Higher efficiency simply means that you get more for less. And “less” doesn’t just involve money. Since the U.S. electrical grid depends heavily on fossil fuels, it also means fewer emissions of greenhouse gases and other harmful pollutants such as mercury. Power plant emissions lower air and water quality and can affect your health; plus they contribute to the acceleration of climate change. Reducing emissions through efficiency measures will lead to cleaner air and water, better health, and reduce future damage from climate change.
Please note that while data centers consume lots of energy without your knowledge, they can also be used to avoid other even more consumptive and inefficient activities. Holding a video conference at work or talking to someone across the country through an internet video chat service consumes far less energy and far fewer pollutants are emitted than flying there to meet in person. It’s also more efficient to bank online than to drive to the bank in person, or to download a computer game or stream a movie than to go buy/rent a physical copy at the store.

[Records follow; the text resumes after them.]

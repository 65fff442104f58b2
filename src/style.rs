use eframe::egui;

#[derive(Clone, Copy, Debug, PartialEq, Eq)]
pub enum Theme {
    Light,
    Dark,
}

impl Theme {
    /// "light" selects the light theme; anything else is dark.
    pub fn from_name(name: &str) -> Self {
        if name.eq_ignore_ascii_case("light") {
            Self::Light
        } else {
            Self::Dark
        }
    }

    pub fn toggle(&self) -> Self {
        match self {
            Self::Light => Self::Dark,
            Self::Dark => Self::Light,
        }
    }

    pub fn visuals(&self) -> egui::Visuals {
        match self {
            Self::Light => egui::Visuals::light(),
            Self::Dark => egui::Visuals::dark(),
        }
    }
}

// --- Sizing ---
pub const ROW_HEIGHT: f32 = 28.0;
pub const HEADER_HEIGHT: f32 = 20.0;
pub const ADDRESS_BAR_WIDTH: f32 = 280.0;
pub const CONTENT_MAX_WIDTH: f32 = 900.0;
pub const CHAT_INPUT_ROWS: usize = 3;

// --- Colors ---
pub const ACCENT: egui::Color32 = egui::Color32::from_rgb(120, 180, 255);

// --- Timing ---
pub const MESSAGE_TIMEOUT_SECS: u64 = 5;

// --- Helper functions ---

/// Render a label that truncates overflowing text with an ellipsis.
pub fn truncated_label(
    ui: &mut egui::Ui,
    text: impl Into<egui::WidgetText>,
) -> egui::Response {
    ui.add(egui::Label::new(text).truncate())
}

#[cfg(test)]
mod tests {
    use super::*;

    #[test]
    fn test_theme_from_name() {
        assert_eq!(Theme::from_name("light"), Theme::Light);
        assert_eq!(Theme::from_name("LIGHT"), Theme::Light);
        assert_eq!(Theme::from_name("dark"), Theme::Dark);
        assert_eq!(Theme::from_name("solarized"), Theme::Dark);
        assert_eq!(Theme::Dark.toggle(), Theme::Light);
    }
}
use crate::model::CollectionId;
use crate::route::Route;

/// Actions requested by the views during a frame, applied by the app once the
/// frame's views have finished rendering.
#[derive(Debug, Clone, PartialEq)]
pub enum Message {
    // Navigation
    Navigate(Route),
    NavigateBack,
    NavigateForward,
    AddressSubmitted(String),

    // Collections
    RefreshCollections,

    // Chat
    SendPrompt {
        collection: CollectionId,
        prompt: String,
    },

    // Session
    ResetSession,

    // UI
    ToggleTheme,
}
// UI state - presentation settings and transient status messages
use crate::style::Theme;
use std::time::Instant;

pub struct UIState {
    pub theme: Theme,
    pub error_message: Option<(String, Instant)>,
    pub info_message: Option<(String, Instant)>,
    /// Text of the address bar while the user edits it
    pub address_buffer: String,
}

impl UIState {
    pub fn new(theme: Theme) -> Self {
        Self {
            theme,
            error_message: None,
            info_message: None,
            address_buffer: String::new(),
        }
    }

    pub fn set_error(&mut self, message: String) {
        self.error_message = Some((message, Instant::now()));
    }

    pub fn set_info(&mut self, message: String) {
        self.info_message = Some((message, Instant::now()));
    }

    pub fn clear_expired_messages(&mut self, timeout_secs: u64) {
        if let Some((_, time)) = &self.error_message {
            if time.elapsed().as_secs() >= timeout_secs {
                self.error_message = None;
            }
        }
        if let Some((_, time)) = &self.info_message {
            if time.elapsed().as_secs() >= timeout_secs {
                self.info_message = None;
            }
        }
    }
}

#[cfg(test)]
mod tests {
    use super::*;

    #[test]
    fn test_messages_expire() {
        let mut ui = UIState::new(Theme::Dark);
        ui.set_error("boom".to_string());
        ui.set_info("saved".to_string());

        ui.clear_expired_messages(60);
        assert!(ui.error_message.is_some());
        assert!(ui.info_message.is_some());

        ui.clear_expired_messages(0);
        assert!(ui.error_message.is_none());
        assert!(ui.info_message.is_none());
    }
}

There have been some great strides in IT energy efficiency in recent years, much of it pushed by increasing demand for services and the need to put more and more computing power into smaller and smaller spaces. ENERGY STAR is proud to recognize and promote high efficiency IT products for data centers and to provide accurate information to data center operators as they look for ways to keep cooling and electricity costs to a minimum. Doing so helps everyone reduce the impact of their IT infrastructure while improving the online services that we’ve all come to appreciate.
If you would like to learn more about ENERGY STAR certified Data Centers, please head to our website for more information.
About the Author: RJ joined ENERGY STAR in late 2010 and immediately began work on energy efficiency specifications for a range of IT equipment. RJ has a background in physics, electrical engineering, and sustainable energy and is told constantly by his family and friends that he is a huge nerd.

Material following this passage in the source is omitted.